Theatre in New Haven, Connecticut

The Shubert Theatre is a 1,600-seat theatre located at 247 College Street in New Haven, Connecticut. It is currently operated as a non-profit organization by the Columbus Association for the Performing Arts (CAPA).

==History==
Originally opened in 1914 by The Shubert Organization, it was designed by Albert Swazey, a New York architect and built by the H.E. Murdock Construction Company.

The theater struggled financially in the 1970's and closed in 1976. The theater building was subsequently acquired by the City of New Haven, and the interior was restored. The Adams Hotel, which was located between the historic theater building and College Street, was demolished to build a modern lobby addition.
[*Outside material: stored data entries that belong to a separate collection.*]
use std::path::{Path, PathBuf};

use anyhow::{anyhow, Context};

use crate::config::{
    find_default_config, load_config, AppConfig, BackendSection, StorageSection,
    DEFAULT_CONFIG_FILENAME,
};
use crate::html::chunk::DEFAULT_CHUNK_CHARS;
use crate::pipeline::prompts::{default_prompt_files, PromptCatalog, DEFAULT_PROMPTS_DIR};

pub const DEFAULT_MAX_ATTEMPTS: usize = 3;
pub const DEFAULT_PROMPT_TOKEN_BUDGET: usize = 4096;

#[derive(Clone, Copy, Debug, PartialEq, Eq)]
pub enum StrategyKind {
    /// Rewrite each text unit independently with retry/fallback.
    Unitwise,
    /// Rewrite the whole serialized document in bounded chunks.
    Chunked,
}

impl StrategyKind {
    pub fn parse(s: Option<&str>) -> anyhow::Result<Self> {
        match s.unwrap_or("unitwise").trim().to_ascii_lowercase().as_str() {
            "unitwise" => Ok(Self::Unitwise),
            "chunked" => Ok(Self::Chunked),
            other => Err(anyhow!("unknown strategy: {other} (use unitwise or chunked)")),
        }
    }
}

#[derive(Clone, Debug)]
pub struct PipelineConfig {
    pub config_path: PathBuf,

    pub strategy: StrategyKind,
    pub rewrite_backend: String,
    /// `[backends.<rewrite_backend>]` section (defaults when absent), kept
    /// so the host can build the HTTP client without re-reading the file.
    pub backend_section: BackendSection,
    pub max_attempts: usize,
    pub chunk_chars: usize,
    pub prompt_token_budget: usize,

    pub trace_dir: PathBuf,
    pub trace_prompts: bool,

    pub prompts: PromptCatalog,
    pub storage: Option<StorageSection>,
}

impl PipelineConfig {
    /// Resolves the effective configuration from the discovered (or given)
    /// config file plus CLI overrides. Works without any config file at
    /// all: every knob has a built-in default.
    pub fn from_paths_and_args(
        input: &Path,
        config_path: Option<PathBuf>,
        strategy: Option<String>,
        rewrite_backend: Option<String>,
        max_attempts: Option<usize>,
        chunk_chars: Option<usize>,
    ) -> anyhow::Result<Self> {
        let workdir = input
            .parent()
            .map(|p| p.to_path_buf())
            .unwrap_or_else(|| PathBuf::from("."));

        let cfg_file = config_path
            .or_else(|| std::env::var("MAILTAILOR_CONFIG").ok().map(PathBuf::from))
            .or_else(|| find_default_config(&workdir, DEFAULT_CONFIG_FILENAME));

        let mut file_cfg = AppConfig::default();
        if let Some(p) = cfg_file.as_ref() {
            if p.exists() {
                file_cfg = load_config(p)?;
            }
        }
        let cfg_path = cfg_file.unwrap_or_else(|| workdir.join(DEFAULT_CONFIG_FILENAME));

        let strategy = StrategyKind::parse(
            strategy
                .as_deref()
                .or(file_cfg.pipeline.strategy.as_deref()),
        )?;
        let rewrite_backend = rewrite_backend
            .or_else(|| file_cfg.pipeline.rewrite_backend.clone())
            .unwrap_or_else(|| "gpt-4".to_string());
        let backend_section = file_cfg
            .backends
            .get(&rewrite_backend)
            .cloned()
            .unwrap_or_default();

        let max_attempts = max_attempts
            .or(file_cfg.pipeline.max_attempts)
            .unwrap_or(DEFAULT_MAX_ATTEMPTS)
            .max(1);
        let chunk_chars = chunk_chars
            .or(file_cfg.pipeline.chunk_chars)
            .unwrap_or(DEFAULT_CHUNK_CHARS)
            .max(1);
        let prompt_token_budget = file_cfg
            .pipeline
            .prompt_token_budget
            .unwrap_or(DEFAULT_PROMPT_TOKEN_BUDGET)
            .max(1);

        let trace_dir = file_cfg
            .pipeline
            .trace_dir
            .clone()
            .unwrap_or_else(|| "_trace".to_string());
        let trace_dir = if Path::new(&trace_dir).is_absolute() {
            PathBuf::from(trace_dir)
        } else {
            workdir.join(trace_dir)
        };
        let trace_prompts = file_cfg.pipeline.trace_prompts.unwrap_or(false);

        let prompts = PromptCatalog::load(&cfg_path, &file_cfg)?;

        Ok(Self {
            config_path: cfg_path,
            strategy,
            rewrite_backend,
            backend_section,
            max_attempts,
            chunk_chars,
            prompt_token_budget,
            trace_dir,
            trace_prompts,
            prompts,
            storage: file_cfg.storage,
        })
    }
}

/// Writes a default config file plus the default prompt files, refusing to
/// clobber existing ones unless `force` is set.
pub fn init_default_config(dir: &Path, force: bool) -> anyhow::Result<PathBuf> {
    std::fs::create_dir_all(dir).with_context(|| format!("create dir: {}", dir.display()))?;

    let cfg_path = dir.join(DEFAULT_CONFIG_FILENAME);
    if cfg_path.exists() && !force {
        return Err(anyhow!(
            "config already exists: {} (use --force to overwrite)",
            cfg_path.display()
        ));
    }
    std::fs::write(&cfg_path, DEFAULT_CONFIG_TEXT)
        .with_context(|| format!("write config: {}", cfg_path.display()))?;

    let prompts_dir = dir.join(DEFAULT_PROMPTS_DIR);
    std::fs::create_dir_all(&prompts_dir)
        .with_context(|| format!("create prompts dir: {}", prompts_dir.display()))?;
    for (name, text) in default_prompt_files() {
        let path = prompts_dir.join(name);
        if path.exists() && !force {
            continue;
        }
        std::fs::write(&path, text).with_context(|| format!("write prompt: {}", path.display()))?;
    }

    Ok(cfg_path)
}

const DEFAULT_CONFIG_TEXT: &str = r#"[pipeline]
# "unitwise" rewrites each paragraph/span independently with validation and
# retry; "chunked" rewrites the whole document in tag-aligned chunks.
strategy = "unitwise"
rewrite_backend = "gpt-4"
max_attempts = 3
chunk_chars = 6000
prompt_token_budget = 4096
# trace_dir = "_trace"
# trace_prompts = true

[backends.gpt-4]
model = "gpt-4"
# base_url = "https://api.openai.com/v1"
# api_key_env = "OPENAI_API_KEY"
temperature = 0.3
max_tokens = 1024
timeout_secs = 120

[prompts]
# unit_rewrite = "prompts/unit_rewrite.txt"
# chunk_rewrite = "prompts/chunk_rewrite.txt"

# [storage]
# base_url = "https://storage.example.com/v2/storage"
# token_env = "STORAGE_TOKEN"
"#;
use once_cell::sync::Lazy;
use regex::Regex;

pub const BUTTON_PLACEHOLDER_PREFIX: &str = "BUTTON_PLACEHOLDER_";

pub static BUTTON_TOKEN_RE: Lazy<Regex> =
    Lazy::new(|| Regex::new(r"BUTTON_PLACEHOLDER_\d+").expect("button token regex"));

pub fn button_token(index: usize) -> String {
    format!("{BUTTON_PLACEHOLDER_PREFIX}{index}")
}

/// A button element lifted out of the document before chunking. `markup` is
/// the original serialized element, byte-for-byte.
#[derive(Clone, Debug)]
pub struct ButtonOriginal {
    pub token: String,
    pub markup: String,
}

/// Substitutes each placeholder token back with its original button markup,
/// matched by exact token text. Tokens the generator dropped or mangled are
/// returned so the caller can surface them; the output is left as-is for
/// those.
pub fn restore_buttons(html: &str, originals: &[ButtonOriginal]) -> (String, Vec<String>) {
    let mut out = html.to_string();
    let mut unresolved: Vec<String> = Vec::new();
    for orig in originals {
        if out.contains(orig.token.as_str()) {
            out = out.replacen(orig.token.as_str(), &orig.markup, 1);
        } else {
            unresolved.push(orig.token.clone());
        }
    }
    (out, unresolved)
}

#[cfg(test)]
mod tests {
    use super::*;

    #[test]
    fn tokens_are_indexed_and_detectable() {
        assert_eq!(button_token(0), "BUTTON_PLACEHOLDER_0");
        assert!(BUTTON_TOKEN_RE.is_match("xx BUTTON_PLACEHOLDER_12 yy"));
        assert!(!BUTTON_TOKEN_RE.is_match("BUTTON_PLACEHOLDER_"));
    }

    #[test]
    fn restore_replaces_each_token_once() {
        let originals = vec![
            ButtonOriginal {
                token: button_token(0),
                markup: "<button>Buy</button>".to_string(),
            },
            ButtonOriginal {
                token: button_token(1),
                markup: "<button>Sell</button>".to_string(),
            },
        ];
        let (out, unresolved) =
            restore_buttons("a BUTTON_PLACEHOLDER_0 b BUTTON_PLACEHOLDER_1 c", &originals);
        assert_eq!(out, "a <button>Buy</button> b <button>Sell</button> c");
        assert!(unresolved.is_empty());
    }

    #[test]
    fn restore_reports_dropped_tokens() {
        let originals = vec![ButtonOriginal {
            token: button_token(0),
            markup: "<button>Buy</button>".to_string(),
        }];
        let (out, unresolved) = restore_buttons("the generator ate it", &originals);
        assert_eq!(out, "the generator ate it");
        assert_eq!(unresolved, vec!["BUTTON_PLACEHOLDER_0".to_string()]);
    }
}
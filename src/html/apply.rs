use std::collections::HashMap;

use anyhow::anyhow;
use sha2::{Digest, Sha256};

use crate::html::dom::{HtmlDocument, HtmlEvent};

/// Final content for one unit, produced by the retry controller: either the
/// accepted candidate or the unit's original inner markup.
#[derive(Clone, Debug)]
pub struct UnitReplacement {
    pub start_index: usize,
    pub end_index: usize,
    pub final_inner: String,
}

/// Splices every unit's final content back into the document, normalizes
/// cleared (whitespace-only) elements, and serializes once. Button and
/// media markup outside the rewritten ranges is covered by a signature
/// taken before and after the rebuild; a mismatch means the reassembly
/// itself corrupted protected markup and fails the segment.
pub fn reassemble_with_units(
    doc: &HtmlDocument,
    cleared: &[(usize, usize)],
    replacements: &[UnitReplacement],
) -> anyhow::Result<String> {
    let unit_ranges: Vec<(usize, usize)> = replacements
        .iter()
        .map(|r| (r.start_index, r.end_index))
        .collect();
    let baseline = opaque_signature(&doc.events, &unit_ranges);

    let by_start: HashMap<usize, &UnitReplacement> =
        replacements.iter().map(|r| (r.start_index, r)).collect();

    let mut new_events: Vec<HtmlEvent> = Vec::with_capacity(doc.events.len());
    let mut new_ranges: Vec<(usize, usize)> = Vec::new();

    let mut i = 0usize;
    while i < doc.events.len() {
        if let Some(rep) = by_start.get(&i) {
            new_events.push(doc.events[i].clone());
            let start = new_events.len() - 1;
            new_events.extend(HtmlDocument::parse(&rep.final_inner).events);
            let end = new_events.len();
            new_ranges.push((start, end));
            new_events.push(doc.events[rep.end_index].clone());
            i = rep.end_index + 1;
            continue;
        }
        let mut ev = doc.events[i].clone();
        if let HtmlEvent::Text { raw } = &mut ev {
            if cleared.iter().any(|&(s, e)| i > s && i < e) {
                raw.clear();
            }
        }
        new_events.push(ev);
        i += 1;
    }

    let current = opaque_signature(&new_events, &new_ranges);
    if current != baseline {
        return Err(anyhow!(
            "protected markup changed during reassembly (baseline={baseline} current={current})"
        ));
    }

    let rebuilt = HtmlDocument { events: new_events };
    Ok(rebuilt.serialize())
}

/// Hash over button/video elements (tags and full content) and image tags,
/// skipping events inside the given inner ranges.
fn opaque_signature(events: &[HtmlEvent], excluded: &[(usize, usize)]) -> String {
    let mut hasher = Sha256::new();
    let mut opaque_depth = 0usize;
    for (idx, ev) in events.iter().enumerate() {
        if excluded.iter().any(|&(s, e)| idx > s && idx < e) {
            continue;
        }
        match ev {
            HtmlEvent::StartTag {
                name,
                raw,
                self_closing,
            } if name == "button" || name == "video" => {
                hasher.update(raw.as_bytes());
                hasher.update(b"\n");
                if !self_closing {
                    opaque_depth += 1;
                }
            }
            HtmlEvent::EndTag { name, raw } if name == "button" || name == "video" => {
                hasher.update(raw.as_bytes());
                hasher.update(b"\n");
                opaque_depth = opaque_depth.saturating_sub(1);
            }
            HtmlEvent::StartTag { name, raw, .. } if name == "img" => {
                hasher.update(raw.as_bytes());
                hasher.update(b"\n");
            }
            _ if opaque_depth > 0 => {
                hasher.update(ev.raw().as_bytes());
                hasher.update(b"\n");
            }
            _ => {}
        }
    }
    hex::encode(hasher.finalize())
}

#[cfg(test)]
mod tests {
    use super::*;
    use crate::html::extract::extract_rewritable_units;

    const SRC: &str =
        "<p>Hello there</p><button class=\"cta\">Buy now</button><p>Second paragraph</p>";

    fn replacements_for(src: &str, texts: &[&str]) -> (HtmlDocument, Vec<UnitReplacement>) {
        let doc = HtmlDocument::parse(src);
        let ex = extract_rewritable_units(&doc);
        assert_eq!(ex.units.len(), texts.len());
        let reps = ex
            .units
            .iter()
            .zip(texts)
            .map(|(u, t)| UnitReplacement {
                start_index: u.start_index,
                end_index: u.end_index,
                final_inner: t.to_string(),
            })
            .collect();
        (doc, reps)
    }

    #[test]
    fn rewritten_units_are_spliced_in_order() {
        let (doc, reps) = replacements_for(SRC, &["Hi you", "Another one"]);
        let out = reassemble_with_units(&doc, &[], &reps).unwrap();
        assert_eq!(
            out,
            "<p>Hi you</p><button class=\"cta\">Buy now</button><p>Another one</p>"
        );
    }

    #[test]
    fn reverting_every_unit_reproduces_the_input() {
        let doc = HtmlDocument::parse(SRC);
        let ex = extract_rewritable_units(&doc);
        let reps: Vec<UnitReplacement> = ex
            .units
            .iter()
            .map(|u| UnitReplacement {
                start_index: u.start_index,
                end_index: u.end_index,
                final_inner: u.original_inner.clone(),
            })
            .collect();
        let out = reassemble_with_units(&doc, &ex.cleared, &reps).unwrap();
        assert_eq!(out, SRC);
    }

    #[test]
    fn button_markup_survives_any_rewrite() {
        let (doc, reps) = replacements_for(SRC, &["x", "y"]);
        let out = reassemble_with_units(&doc, &[], &reps).unwrap();
        assert!(out.contains("<button class=\"cta\">Buy now</button>"));
    }

    #[test]
    fn cleared_elements_serialize_empty() {
        let src = "<p>  \n </p><p>kept</p>";
        let doc = HtmlDocument::parse(src);
        let ex = extract_rewritable_units(&doc);
        let reps: Vec<UnitReplacement> = ex
            .units
            .iter()
            .map(|u| UnitReplacement {
                start_index: u.start_index,
                end_index: u.end_index,
                final_inner: u.original_inner.clone(),
            })
            .collect();
        let out = reassemble_with_units(&doc, &ex.cleared, &reps).unwrap();
        assert_eq!(out, "<p></p><p>kept</p>");
    }

    #[test]
    fn fragments_with_markup_parse_into_the_tree() {
        let (doc, reps) = replacements_for(
            "<p>plain</p>",
            &["now with <b>bold</b> inside"],
        );
        let out = reassemble_with_units(&doc, &[], &reps).unwrap();
        assert_eq!(out, "<p>now with <b>bold</b> inside</p>");
    }
}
The theatre reopened under city ownership in 1983, operated by the Columbus Association for the Performing Arts (CAPA).

==Notable productions==
For decades, the Shubert was used as a tryout venue for plays and musicals that, if successful, would then move on to Broadway — sometimes with an intermediate stop in Boston or Philadelphia. It has hosted more than 600 out-of-town tryouts, including more than 300 world premieres and more than 50 American premieres. In recent decades, however, the Shubert has been more likely to host shows after their Broadway run rather than before.

Plays that fail to make it to Broadway are the origin of the phrase "bombed in New Haven," which inspired the Joseph Heller play We Bombed in New Haven.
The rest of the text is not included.